Protesters waved witty and sometimes rude placards at a what organisers called a “Carnival of Resistance” in Trafalgar Square while Prime Minister Theresa May was in talks with the president a short distance away in Downing Street.
There was a festival atmosphere at the rally, which will be addressed later by Britain’s opposition Labour Party leader Jeremy Corbyn.
Among Britons, Trump is one of the best-known but least-liked foreign leaders. Just 21 per cent of people surveyed by YouGov had a “positive opinion” of him.
Among women, that figure shrank to 14 per cent.
The tone at the protest was set by a large statue of Trump sitting on a golden lavatory with his trousers around his ankles, while the placards read: “Trump stay out!

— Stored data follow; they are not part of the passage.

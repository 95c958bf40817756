//! Environment-driven configuration.
//!
//! Every knob has a default suitable for a LAN deployment next to a
//! serial-over-IP bridge; range checks reject values the controller or the
//! service cannot honor.

use std::env;
use std::path::PathBuf;
use std::str::FromStr;

use thiserror::Error;

#[derive(Debug, Error)]
pub enum ConfigError {
    #[error("invalid value for {key}: {message}")]
    Invalid { key: &'static str, message: String },
}

#[derive(Debug, Clone)]
pub struct Settings {
    /// `host:port` of a serial bridge, or a serial device path.
    pub cz_connect: String,
    /// Configured zone count, 1-8.
    pub cz_zones: u8,
    /// Optional display names, one per zone.
    pub cz_zone_names: Option<Vec<String>>,
    /// Our address on the bus, 1-255.
    pub cz_id: u8,

    pub api_host: String,
    pub api_port: u16,

    pub mqtt_enabled: bool,
    pub mqtt_host: String,
    pub mqtt_port: u16,
    pub mqtt_user: Option<String>,
    pub mqtt_password: Option<String>,
    pub mqtt_topic_prefix: String,

    pub enable_cache: bool,
    pub cache_stale_seconds: u64,
    pub cache_db_path: Option<PathBuf>,
    pub cache_refresh_interval: u64,

    pub enable_sse: bool,
    pub sse_heartbeat_interval: u64,
    pub sse_max_subscribers_per_ip: usize,

    pub command_timeout_seconds: u64,

    /// Optional monitoring endpoint pinged after successful refreshes.
    pub healthcheck_url: Option<String>,
}

impl Default for Settings {
    fn default() -> Self {
        Settings {
            cz_connect: "localhost:8899".to_string(),
            cz_zones: 1,
            cz_zone_names: None,
            cz_id: 99,
            api_host: "0.0.0.0".to_string(),
            api_port: 8000,
            mqtt_enabled: false,
            mqtt_host: "localhost".to_string(),
            mqtt_port: 1883,
            mqtt_user: None,
            mqtt_password: None,
            mqtt_topic_prefix: "hvac/cz2".to_string(),
            enable_cache: true,
            cache_stale_seconds: 300,
            cache_db_path: None,
            cache_refresh_interval: 300,
            enable_sse: true,
            sse_heartbeat_interval: 30,
            sse_max_subscribers_per_ip: 5,
            command_timeout_seconds: 30,
            healthcheck_url: None,
        }
    }
}

impl Settings {
    pub fn from_env() -> Result<Self, ConfigError> {
        let defaults = Settings::default();
        let cz_zones = parse_or("CZ_ZONES", defaults.cz_zones)?;
        range_check("CZ_ZONES", cz_zones as i64, 1, 8)?;

        let cz_id = parse_or("CZ_ID", defaults.cz_id)?;
        range_check("CZ_ID", cz_id as i64, 1, 255)?;

        let cache_stale_seconds = parse_or("CACHE_STALE_SECONDS", defaults.cache_stale_seconds)?;
        range_check("CACHE_STALE_SECONDS", cache_stale_seconds as i64, 10, i64::MAX)?;

        let cache_refresh_interval =
            parse_or("CACHE_REFRESH_INTERVAL", defaults.cache_refresh_interval)?;
        range_check(
            "CACHE_REFRESH_INTERVAL",
            cache_refresh_interval as i64,
            30,
            i64::MAX,
        )?;

        let sse_heartbeat_interval =
            parse_or("SSE_HEARTBEAT_INTERVAL", defaults.sse_heartbeat_interval)?;
        range_check(
            "SSE_HEARTBEAT_INTERVAL",
            sse_heartbeat_interval as i64,
            10,
            i64::MAX,
        )?;

        let sse_max_subscribers_per_ip = parse_or(
            "SSE_MAX_SUBSCRIBERS_PER_IP",
            defaults.sse_max_subscribers_per_ip,
        )?;
        range_check(
            "SSE_MAX_SUBSCRIBERS_PER_IP",
            sse_max_subscribers_per_ip as i64,
            1,
            i64::MAX,
        )?;

        let command_timeout_seconds =
            parse_or("COMMAND_TIMEOUT_SECONDS", defaults.command_timeout_seconds)?;
        range_check(
            "COMMAND_TIMEOUT_SECONDS",
            command_timeout_seconds as i64,
            5,
            i64::MAX,
        )?;

        let cz_zone_names = match env::var("CZ_ZONE_NAMES") {
            Ok(raw) => {
                let names: Vec<String> = raw
                    .split(',')
                    .map(|name| name.trim().to_string())
                    .filter(|name| !name.is_empty())
                    .collect();
                if names.is_empty() {
                    None
                } else {
                    if names.len() != cz_zones as usize {
                        return Err(ConfigError::Invalid {
                            key: "CZ_ZONE_NAMES",
                            message: format!(
                                "{} names given but CZ_ZONES is {}",
                                names.len(),
                                cz_zones
                            ),
                        });
                    }
                    Some(names)
                }
            }
            Err(_) => None,
        };

        Ok(Settings {
            cz_connect: string_or("CZ_CONNECT", &defaults.cz_connect),
            cz_zones,
            cz_zone_names,
            cz_id,
            api_host: string_or("API_HOST", &defaults.api_host),
            api_port: parse_or("API_PORT", defaults.api_port)?,
            mqtt_enabled: truthy_or("MQTT_ENABLED", defaults.mqtt_enabled),
            mqtt_host: string_or("MQTT_HOST", &defaults.mqtt_host),
            mqtt_port: parse_or("MQTT_PORT", defaults.mqtt_port)?,
            mqtt_user: env::var("MQTT_USER").ok(),
            mqtt_password: env::var("MQTT_PASSWORD").ok(),
            mqtt_topic_prefix: string_or("MQTT_TOPIC_PREFIX", &defaults.mqtt_topic_prefix),
            enable_cache: truthy_or("ENABLE_CACHE", defaults.enable_cache),
            cache_stale_seconds,
            cache_db_path: env::var("CACHE_DB_PATH").ok().map(PathBuf::from),
            cache_refresh_interval,
            enable_sse: truthy_or("ENABLE_SSE", defaults.enable_sse),
            sse_heartbeat_interval,
            sse_max_subscribers_per_ip,
            command_timeout_seconds,
            healthcheck_url: env::var("HEALTHCHECK_URL").ok(),
        })
    }

    /// Global subscriber cap, derived from the per-IP cap.
    pub fn sse_max_subscribers(&self) -> usize {
        self.sse_max_subscribers_per_ip * 20
    }

    /// Cache database location; falls back to a dotfile in the home
    /// directory.
    pub fn cache_db_path(&self) -> PathBuf {
        self.cache_db_path.clone().unwrap_or_else(|| {
            dirs::home_dir()
                .unwrap_or_else(|| PathBuf::from("."))
                .join(".cz2_cache.db")
        })
    }
}

fn string_or(key: &'static str, default: &str) -> String {
    env::var(key).unwrap_or_else(|_| default.to_string())
}

fn truthy_or(key: &'static str, default: bool) -> bool {
    match env::var(key) {
        Ok(raw) => matches!(raw.to_lowercase().as_str(), "1" | "true" | "yes" | "on"),
        Err(_) => default,
    }
}

fn parse_or<T: FromStr>(key: &'static str, default: T) -> Result<T, ConfigError> {
    match env::var(key) {
        Ok(raw) => raw.parse().map_err(|_| ConfigError::Invalid {
            key,
            message: format!("cannot parse {raw:?}"),
        }),
        Err(_) => Ok(default),
    }
}

fn range_check(key: &'static str, value: i64, min: i64, max: i64) -> Result<(), ConfigError> {
    if value < min || value > max {
        return Err(ConfigError::Invalid {
            key,
            message: format!("{value} outside [{min}, {max}]"),
        });
    }
    Ok(())
}

#[cfg(test)]
mod tests {
    use super::*;

    #[test]
    fn defaults_are_sane() {
        let settings = Settings::default();
        assert_eq!(settings.cz_connect, "localhost:8899");
        assert_eq!(settings.cz_zones, 1);
        assert_eq!(settings.cz_id, 99);
        assert_eq!(settings.command_timeout_seconds, 30);
        assert_eq!(settings.sse_max_subscribers(), 100);
    }

    #[test]
    fn truthy_parsing() {
        std::env::set_var("CZ2_TEST_TRUTHY", "yes");
        assert!(truthy_or("CZ2_TEST_TRUTHY", false));
        std::env::set_var("CZ2_TEST_TRUTHY", "0");
        assert!(!truthy_or("CZ2_TEST_TRUTHY", true));
        std::env::remove_var("CZ2_TEST_TRUTHY");
    }

    #[test]
    fn range_violations_are_rejected() {
        assert!(range_check("CZ_ZONES", 9, 1, 8).is_err());
        assert!(range_check("CZ_ZONES", 0, 1, 8).is_err());
        assert!(range_check("COMMAND_TIMEOUT_SECONDS", 4, 5, i64::MAX).is_err());
        assert!(range_check("CZ_ZONES", 4, 1, 8).is_ok());
    }
}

We are quite capable of cocking up our own politics”, “You can’t come over racism” and “Lock him in the tower”.
“Trump is an ignorant, 70-year-old man who has lived a life of privilege,” said Anna Fenton, 23, a marketing manager from London carrying a sign reading “Ugh, where do I even start?”
Fenton said she was protesting to show solidarity with “people that Trump’s language and policies have harmed,” including women and lesbian, gay, bisexual, and transgender people.